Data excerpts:
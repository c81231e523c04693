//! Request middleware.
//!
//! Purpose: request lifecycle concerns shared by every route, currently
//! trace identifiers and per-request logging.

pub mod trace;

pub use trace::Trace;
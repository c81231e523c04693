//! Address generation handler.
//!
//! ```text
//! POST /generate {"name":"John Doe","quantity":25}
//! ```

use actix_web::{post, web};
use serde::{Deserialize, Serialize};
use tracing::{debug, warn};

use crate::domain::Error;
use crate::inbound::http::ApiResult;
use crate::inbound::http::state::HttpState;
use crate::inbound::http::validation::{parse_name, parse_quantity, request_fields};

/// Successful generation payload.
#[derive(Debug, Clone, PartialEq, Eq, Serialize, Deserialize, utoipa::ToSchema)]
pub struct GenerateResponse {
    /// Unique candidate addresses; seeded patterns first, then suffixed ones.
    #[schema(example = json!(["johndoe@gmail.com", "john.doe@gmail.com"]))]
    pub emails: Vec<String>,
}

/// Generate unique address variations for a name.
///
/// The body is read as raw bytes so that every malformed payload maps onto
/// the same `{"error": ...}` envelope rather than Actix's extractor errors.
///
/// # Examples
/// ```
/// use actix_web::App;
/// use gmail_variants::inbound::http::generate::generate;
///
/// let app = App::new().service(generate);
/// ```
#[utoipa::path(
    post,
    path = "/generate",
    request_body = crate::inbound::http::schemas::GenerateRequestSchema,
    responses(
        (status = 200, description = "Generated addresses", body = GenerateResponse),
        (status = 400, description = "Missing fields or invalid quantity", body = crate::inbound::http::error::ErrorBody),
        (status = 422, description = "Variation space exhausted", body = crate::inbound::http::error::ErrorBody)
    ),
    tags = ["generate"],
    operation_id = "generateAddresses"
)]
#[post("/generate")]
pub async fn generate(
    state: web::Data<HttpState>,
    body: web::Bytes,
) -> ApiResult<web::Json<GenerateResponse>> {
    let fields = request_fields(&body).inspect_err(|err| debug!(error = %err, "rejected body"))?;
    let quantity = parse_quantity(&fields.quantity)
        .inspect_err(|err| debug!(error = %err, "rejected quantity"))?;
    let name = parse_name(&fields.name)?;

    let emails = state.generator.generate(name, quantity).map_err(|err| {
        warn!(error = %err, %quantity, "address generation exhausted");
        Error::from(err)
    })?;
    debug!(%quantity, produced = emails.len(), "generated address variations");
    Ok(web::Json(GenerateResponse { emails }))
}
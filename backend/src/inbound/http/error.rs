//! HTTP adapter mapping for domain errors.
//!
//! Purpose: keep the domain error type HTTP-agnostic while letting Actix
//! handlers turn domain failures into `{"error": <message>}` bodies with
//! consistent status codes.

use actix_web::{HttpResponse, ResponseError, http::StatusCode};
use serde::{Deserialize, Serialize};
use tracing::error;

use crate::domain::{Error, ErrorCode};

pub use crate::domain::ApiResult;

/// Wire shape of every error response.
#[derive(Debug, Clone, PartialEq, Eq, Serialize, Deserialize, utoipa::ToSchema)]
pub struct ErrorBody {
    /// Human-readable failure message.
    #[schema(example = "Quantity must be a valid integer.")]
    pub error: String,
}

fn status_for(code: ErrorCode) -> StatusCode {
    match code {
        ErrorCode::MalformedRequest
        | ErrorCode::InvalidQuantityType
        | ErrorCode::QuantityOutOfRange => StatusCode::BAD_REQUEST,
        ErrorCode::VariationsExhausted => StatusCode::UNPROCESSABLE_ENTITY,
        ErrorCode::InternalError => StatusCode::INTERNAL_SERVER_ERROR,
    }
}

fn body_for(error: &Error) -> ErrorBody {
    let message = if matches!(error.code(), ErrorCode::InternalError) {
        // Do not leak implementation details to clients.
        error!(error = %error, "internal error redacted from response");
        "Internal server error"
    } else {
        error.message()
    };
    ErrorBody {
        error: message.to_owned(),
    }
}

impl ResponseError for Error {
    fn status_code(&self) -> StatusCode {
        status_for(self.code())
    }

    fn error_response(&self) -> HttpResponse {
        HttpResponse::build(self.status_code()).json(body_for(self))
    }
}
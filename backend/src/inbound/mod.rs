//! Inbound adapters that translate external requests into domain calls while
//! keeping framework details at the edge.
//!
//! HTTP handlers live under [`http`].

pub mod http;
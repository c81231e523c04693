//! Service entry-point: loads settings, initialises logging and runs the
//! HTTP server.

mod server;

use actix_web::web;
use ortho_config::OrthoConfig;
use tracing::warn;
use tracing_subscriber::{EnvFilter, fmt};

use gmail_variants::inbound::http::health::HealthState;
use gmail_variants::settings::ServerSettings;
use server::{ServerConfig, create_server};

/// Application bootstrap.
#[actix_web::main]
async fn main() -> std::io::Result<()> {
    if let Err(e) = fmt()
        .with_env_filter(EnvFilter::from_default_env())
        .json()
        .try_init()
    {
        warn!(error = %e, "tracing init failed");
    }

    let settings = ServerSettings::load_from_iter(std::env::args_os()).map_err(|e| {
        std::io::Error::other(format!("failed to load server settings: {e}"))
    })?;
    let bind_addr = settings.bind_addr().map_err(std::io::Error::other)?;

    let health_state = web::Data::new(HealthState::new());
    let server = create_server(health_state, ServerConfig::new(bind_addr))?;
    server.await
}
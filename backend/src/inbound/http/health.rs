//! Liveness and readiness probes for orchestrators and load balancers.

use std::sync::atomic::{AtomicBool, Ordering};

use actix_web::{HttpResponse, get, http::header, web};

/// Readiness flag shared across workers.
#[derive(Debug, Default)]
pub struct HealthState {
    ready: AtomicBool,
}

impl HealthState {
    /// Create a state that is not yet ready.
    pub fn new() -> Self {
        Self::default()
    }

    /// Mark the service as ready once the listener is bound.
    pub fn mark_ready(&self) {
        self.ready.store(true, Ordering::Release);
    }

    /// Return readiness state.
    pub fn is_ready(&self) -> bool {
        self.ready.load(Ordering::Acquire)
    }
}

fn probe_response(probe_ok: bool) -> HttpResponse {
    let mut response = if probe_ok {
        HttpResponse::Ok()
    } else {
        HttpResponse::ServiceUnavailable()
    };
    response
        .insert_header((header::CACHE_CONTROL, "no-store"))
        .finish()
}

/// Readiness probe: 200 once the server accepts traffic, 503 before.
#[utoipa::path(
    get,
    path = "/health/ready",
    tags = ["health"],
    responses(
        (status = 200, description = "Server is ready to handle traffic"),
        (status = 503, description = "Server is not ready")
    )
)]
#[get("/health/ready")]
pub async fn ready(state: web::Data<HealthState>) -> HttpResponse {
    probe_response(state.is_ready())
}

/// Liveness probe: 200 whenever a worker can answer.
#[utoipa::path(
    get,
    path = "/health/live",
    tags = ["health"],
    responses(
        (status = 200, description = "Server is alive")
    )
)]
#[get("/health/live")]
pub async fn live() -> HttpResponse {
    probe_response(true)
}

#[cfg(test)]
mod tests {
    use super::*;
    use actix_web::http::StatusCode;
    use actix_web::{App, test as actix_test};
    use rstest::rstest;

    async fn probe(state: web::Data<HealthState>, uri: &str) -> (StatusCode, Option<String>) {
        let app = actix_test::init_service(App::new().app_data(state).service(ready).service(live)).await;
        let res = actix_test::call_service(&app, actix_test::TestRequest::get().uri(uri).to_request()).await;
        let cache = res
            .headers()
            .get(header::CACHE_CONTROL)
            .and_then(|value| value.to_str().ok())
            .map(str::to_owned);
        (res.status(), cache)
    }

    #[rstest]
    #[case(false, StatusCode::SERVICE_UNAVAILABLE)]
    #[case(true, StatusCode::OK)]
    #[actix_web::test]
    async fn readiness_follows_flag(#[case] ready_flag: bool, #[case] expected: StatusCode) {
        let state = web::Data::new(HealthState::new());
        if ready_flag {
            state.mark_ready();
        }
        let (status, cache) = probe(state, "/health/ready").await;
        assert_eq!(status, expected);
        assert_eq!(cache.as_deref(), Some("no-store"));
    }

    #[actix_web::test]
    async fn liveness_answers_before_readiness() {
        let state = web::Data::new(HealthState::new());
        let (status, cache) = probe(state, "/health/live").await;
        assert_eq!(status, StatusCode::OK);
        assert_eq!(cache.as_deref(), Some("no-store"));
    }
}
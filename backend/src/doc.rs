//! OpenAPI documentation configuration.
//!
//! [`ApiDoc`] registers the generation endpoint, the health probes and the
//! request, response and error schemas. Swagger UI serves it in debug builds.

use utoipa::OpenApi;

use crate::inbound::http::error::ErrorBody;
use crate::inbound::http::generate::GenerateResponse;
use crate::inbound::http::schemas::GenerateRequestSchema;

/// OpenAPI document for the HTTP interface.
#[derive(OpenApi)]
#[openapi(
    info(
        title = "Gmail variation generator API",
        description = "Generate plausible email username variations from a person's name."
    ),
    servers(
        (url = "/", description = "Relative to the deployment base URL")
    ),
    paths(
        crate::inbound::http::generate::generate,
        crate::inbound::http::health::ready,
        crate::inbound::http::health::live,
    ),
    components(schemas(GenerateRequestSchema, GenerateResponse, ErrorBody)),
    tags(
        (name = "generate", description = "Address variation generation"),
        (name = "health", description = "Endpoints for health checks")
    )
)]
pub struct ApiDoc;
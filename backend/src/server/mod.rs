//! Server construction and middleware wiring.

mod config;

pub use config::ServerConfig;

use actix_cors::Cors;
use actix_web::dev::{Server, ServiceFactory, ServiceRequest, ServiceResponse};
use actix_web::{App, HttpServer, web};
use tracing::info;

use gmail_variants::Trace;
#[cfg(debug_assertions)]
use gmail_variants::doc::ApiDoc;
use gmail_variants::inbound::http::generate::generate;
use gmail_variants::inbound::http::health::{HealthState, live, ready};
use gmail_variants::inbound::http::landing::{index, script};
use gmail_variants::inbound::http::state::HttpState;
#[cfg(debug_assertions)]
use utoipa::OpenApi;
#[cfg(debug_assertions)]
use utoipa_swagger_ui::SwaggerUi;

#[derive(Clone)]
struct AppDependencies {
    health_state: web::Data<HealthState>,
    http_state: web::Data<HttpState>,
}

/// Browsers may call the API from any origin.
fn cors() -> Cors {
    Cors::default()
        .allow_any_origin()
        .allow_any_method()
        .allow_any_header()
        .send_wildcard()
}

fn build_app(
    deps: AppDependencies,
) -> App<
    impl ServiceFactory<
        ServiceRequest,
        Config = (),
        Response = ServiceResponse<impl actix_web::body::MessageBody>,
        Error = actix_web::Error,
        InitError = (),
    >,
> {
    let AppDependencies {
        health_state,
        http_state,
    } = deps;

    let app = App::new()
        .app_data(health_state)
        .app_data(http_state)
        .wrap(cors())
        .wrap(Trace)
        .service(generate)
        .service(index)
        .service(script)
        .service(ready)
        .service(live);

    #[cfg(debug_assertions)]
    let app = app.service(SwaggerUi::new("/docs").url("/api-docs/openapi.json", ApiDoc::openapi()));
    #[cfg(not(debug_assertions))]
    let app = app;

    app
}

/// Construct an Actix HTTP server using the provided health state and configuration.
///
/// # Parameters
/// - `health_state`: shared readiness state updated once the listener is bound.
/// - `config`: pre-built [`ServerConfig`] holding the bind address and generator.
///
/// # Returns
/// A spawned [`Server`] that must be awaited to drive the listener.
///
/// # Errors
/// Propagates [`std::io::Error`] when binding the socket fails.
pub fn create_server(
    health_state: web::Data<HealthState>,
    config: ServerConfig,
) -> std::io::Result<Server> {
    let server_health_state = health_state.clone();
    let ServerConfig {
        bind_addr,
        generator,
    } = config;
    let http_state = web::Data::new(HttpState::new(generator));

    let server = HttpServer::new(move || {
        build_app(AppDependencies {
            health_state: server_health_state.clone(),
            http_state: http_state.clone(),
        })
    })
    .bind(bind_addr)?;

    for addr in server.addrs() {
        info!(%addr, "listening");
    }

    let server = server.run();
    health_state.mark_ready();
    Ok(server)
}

--

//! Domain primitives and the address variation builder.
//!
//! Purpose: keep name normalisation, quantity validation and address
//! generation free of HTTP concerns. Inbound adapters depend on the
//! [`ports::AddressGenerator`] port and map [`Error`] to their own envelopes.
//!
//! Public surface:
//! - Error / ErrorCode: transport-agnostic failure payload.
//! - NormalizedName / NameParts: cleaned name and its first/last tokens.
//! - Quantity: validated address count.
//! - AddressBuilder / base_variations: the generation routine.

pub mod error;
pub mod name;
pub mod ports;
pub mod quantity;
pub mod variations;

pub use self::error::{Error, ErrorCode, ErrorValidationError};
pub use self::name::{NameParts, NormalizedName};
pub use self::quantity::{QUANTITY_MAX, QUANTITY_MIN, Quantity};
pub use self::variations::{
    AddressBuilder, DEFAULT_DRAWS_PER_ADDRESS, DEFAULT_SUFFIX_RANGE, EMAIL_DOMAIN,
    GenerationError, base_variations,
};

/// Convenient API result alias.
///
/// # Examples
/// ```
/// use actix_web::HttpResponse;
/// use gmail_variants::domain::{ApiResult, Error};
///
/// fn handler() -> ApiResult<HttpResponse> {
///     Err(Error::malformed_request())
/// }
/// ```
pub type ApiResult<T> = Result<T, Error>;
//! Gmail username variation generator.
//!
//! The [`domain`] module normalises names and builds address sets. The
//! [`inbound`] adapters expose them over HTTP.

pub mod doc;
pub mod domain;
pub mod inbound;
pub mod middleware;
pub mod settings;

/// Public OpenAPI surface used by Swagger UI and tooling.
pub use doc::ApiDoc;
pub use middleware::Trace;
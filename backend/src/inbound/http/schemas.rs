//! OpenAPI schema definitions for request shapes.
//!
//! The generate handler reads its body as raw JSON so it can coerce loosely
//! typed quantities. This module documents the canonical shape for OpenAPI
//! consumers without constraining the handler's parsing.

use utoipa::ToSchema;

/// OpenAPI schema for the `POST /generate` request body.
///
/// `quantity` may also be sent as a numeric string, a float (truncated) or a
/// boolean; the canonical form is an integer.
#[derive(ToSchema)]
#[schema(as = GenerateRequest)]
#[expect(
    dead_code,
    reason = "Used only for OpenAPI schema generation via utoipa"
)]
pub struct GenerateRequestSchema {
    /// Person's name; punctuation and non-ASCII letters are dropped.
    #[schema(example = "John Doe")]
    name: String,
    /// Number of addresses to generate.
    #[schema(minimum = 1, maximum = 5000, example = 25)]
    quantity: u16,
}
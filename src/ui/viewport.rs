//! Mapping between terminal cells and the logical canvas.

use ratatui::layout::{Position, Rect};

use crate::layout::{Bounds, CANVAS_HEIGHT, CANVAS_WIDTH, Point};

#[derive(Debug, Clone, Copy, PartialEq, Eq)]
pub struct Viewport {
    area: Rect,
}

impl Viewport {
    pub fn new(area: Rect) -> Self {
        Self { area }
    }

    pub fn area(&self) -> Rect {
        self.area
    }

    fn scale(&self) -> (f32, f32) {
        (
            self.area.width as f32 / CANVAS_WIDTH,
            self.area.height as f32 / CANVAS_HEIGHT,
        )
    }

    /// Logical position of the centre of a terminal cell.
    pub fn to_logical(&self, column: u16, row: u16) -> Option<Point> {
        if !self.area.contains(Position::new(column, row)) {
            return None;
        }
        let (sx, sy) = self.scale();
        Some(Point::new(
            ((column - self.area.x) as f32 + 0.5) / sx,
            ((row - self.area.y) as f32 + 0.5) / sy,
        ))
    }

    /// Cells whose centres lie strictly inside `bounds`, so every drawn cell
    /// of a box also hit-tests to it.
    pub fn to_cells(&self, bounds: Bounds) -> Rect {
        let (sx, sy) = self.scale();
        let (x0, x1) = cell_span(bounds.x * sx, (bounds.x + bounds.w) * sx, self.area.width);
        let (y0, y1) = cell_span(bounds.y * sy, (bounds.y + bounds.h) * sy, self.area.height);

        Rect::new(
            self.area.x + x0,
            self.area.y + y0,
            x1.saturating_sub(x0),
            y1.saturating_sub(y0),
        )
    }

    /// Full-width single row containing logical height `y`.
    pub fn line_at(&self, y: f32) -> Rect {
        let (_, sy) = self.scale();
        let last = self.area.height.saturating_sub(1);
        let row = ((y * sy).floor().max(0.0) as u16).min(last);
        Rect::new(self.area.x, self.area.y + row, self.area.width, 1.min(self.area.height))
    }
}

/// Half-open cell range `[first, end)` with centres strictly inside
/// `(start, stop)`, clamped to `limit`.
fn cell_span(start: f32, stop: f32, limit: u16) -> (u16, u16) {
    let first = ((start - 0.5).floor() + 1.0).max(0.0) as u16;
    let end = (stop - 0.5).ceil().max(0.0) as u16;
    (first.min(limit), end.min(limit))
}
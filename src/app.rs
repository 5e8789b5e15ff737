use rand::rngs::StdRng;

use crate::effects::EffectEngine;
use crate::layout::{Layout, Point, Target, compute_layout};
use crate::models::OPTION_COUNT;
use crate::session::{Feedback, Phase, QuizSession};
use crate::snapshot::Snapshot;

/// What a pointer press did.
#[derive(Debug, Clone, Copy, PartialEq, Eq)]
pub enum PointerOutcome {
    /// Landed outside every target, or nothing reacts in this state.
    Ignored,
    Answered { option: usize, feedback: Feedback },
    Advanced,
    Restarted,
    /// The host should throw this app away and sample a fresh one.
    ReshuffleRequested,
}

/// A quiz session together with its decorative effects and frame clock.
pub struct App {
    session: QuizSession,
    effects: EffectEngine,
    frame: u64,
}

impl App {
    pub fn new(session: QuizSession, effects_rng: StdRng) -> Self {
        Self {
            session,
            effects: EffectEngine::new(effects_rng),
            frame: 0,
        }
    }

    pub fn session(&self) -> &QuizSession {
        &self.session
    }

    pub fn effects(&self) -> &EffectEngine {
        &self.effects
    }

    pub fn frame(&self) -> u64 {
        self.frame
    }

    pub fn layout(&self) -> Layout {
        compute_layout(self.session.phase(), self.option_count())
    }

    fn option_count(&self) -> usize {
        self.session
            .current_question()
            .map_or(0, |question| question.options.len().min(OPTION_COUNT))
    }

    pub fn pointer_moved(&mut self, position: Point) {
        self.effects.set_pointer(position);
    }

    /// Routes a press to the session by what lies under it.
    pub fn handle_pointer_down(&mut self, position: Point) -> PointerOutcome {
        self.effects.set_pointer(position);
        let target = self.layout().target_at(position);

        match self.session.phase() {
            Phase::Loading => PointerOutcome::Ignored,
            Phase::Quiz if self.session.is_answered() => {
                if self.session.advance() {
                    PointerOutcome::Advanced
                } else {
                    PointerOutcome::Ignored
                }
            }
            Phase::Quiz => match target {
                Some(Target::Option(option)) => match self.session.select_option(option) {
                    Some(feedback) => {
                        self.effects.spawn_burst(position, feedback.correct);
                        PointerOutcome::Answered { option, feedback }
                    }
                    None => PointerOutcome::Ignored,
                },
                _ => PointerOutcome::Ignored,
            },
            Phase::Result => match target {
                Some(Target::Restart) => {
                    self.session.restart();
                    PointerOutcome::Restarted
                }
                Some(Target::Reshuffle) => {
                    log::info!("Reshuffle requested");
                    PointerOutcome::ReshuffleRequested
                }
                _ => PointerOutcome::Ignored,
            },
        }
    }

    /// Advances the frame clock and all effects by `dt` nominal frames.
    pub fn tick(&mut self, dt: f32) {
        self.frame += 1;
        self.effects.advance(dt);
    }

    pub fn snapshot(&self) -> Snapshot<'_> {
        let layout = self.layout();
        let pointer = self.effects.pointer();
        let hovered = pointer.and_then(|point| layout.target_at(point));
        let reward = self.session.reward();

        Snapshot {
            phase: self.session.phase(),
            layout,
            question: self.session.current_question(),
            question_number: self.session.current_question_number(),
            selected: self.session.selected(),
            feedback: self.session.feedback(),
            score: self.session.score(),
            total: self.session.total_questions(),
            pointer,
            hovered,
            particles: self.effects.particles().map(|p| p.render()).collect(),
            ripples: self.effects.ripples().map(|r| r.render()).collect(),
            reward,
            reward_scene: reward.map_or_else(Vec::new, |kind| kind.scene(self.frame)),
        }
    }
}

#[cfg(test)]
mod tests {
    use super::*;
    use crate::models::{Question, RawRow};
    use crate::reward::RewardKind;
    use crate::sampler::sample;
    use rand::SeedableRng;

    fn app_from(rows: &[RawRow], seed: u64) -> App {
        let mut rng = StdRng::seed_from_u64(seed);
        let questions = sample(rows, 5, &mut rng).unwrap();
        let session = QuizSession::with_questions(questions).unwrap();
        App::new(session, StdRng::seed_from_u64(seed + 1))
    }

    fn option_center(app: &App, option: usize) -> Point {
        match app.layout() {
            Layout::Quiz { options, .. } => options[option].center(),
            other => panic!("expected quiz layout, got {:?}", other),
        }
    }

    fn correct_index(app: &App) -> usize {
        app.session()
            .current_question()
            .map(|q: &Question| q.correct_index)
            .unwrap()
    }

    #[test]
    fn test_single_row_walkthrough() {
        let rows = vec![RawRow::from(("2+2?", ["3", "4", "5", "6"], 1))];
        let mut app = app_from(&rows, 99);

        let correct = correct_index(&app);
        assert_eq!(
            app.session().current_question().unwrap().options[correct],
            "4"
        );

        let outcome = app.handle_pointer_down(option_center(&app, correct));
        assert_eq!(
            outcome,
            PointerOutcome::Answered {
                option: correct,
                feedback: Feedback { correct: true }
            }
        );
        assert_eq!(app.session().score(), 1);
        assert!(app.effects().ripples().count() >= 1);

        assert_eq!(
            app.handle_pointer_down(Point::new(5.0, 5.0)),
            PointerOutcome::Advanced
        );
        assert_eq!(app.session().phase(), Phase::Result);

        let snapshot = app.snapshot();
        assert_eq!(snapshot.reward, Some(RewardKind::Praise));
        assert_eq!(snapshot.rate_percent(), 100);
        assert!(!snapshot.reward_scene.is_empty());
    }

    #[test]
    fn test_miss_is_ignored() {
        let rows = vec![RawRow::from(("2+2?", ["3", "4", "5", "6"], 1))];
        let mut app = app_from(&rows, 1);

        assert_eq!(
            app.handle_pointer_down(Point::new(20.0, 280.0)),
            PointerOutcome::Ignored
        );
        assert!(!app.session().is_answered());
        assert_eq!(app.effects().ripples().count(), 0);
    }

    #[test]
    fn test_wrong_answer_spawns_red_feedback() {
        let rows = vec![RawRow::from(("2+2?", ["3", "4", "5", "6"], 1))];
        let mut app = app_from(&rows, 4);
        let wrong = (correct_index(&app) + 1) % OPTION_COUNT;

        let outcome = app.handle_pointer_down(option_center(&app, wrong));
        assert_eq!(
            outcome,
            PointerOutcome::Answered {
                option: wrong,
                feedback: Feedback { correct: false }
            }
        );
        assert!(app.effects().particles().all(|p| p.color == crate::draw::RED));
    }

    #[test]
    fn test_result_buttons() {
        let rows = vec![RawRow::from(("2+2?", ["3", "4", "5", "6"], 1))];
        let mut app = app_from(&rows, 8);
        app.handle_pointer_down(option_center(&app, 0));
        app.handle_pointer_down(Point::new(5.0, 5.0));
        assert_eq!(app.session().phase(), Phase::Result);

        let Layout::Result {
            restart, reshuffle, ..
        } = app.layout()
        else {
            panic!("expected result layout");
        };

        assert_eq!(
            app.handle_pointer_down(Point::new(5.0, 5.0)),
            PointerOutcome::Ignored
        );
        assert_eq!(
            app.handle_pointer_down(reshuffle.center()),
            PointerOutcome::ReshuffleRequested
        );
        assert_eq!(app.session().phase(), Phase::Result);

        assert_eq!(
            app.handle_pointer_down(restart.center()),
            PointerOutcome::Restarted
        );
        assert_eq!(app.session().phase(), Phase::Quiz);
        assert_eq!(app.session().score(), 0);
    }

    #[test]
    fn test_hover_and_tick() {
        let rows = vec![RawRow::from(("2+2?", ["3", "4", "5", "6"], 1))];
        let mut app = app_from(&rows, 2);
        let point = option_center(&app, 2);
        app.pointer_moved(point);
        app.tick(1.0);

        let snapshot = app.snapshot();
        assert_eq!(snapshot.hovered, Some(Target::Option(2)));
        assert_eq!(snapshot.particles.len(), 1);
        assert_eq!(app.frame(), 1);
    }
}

How to complete this task:
Select every line in the records above that contains the word "failed".

Response below:
        warn!(error = %e, "tracing init failed");
        std::io::Error::other(format!("failed to load server settings: {e}"))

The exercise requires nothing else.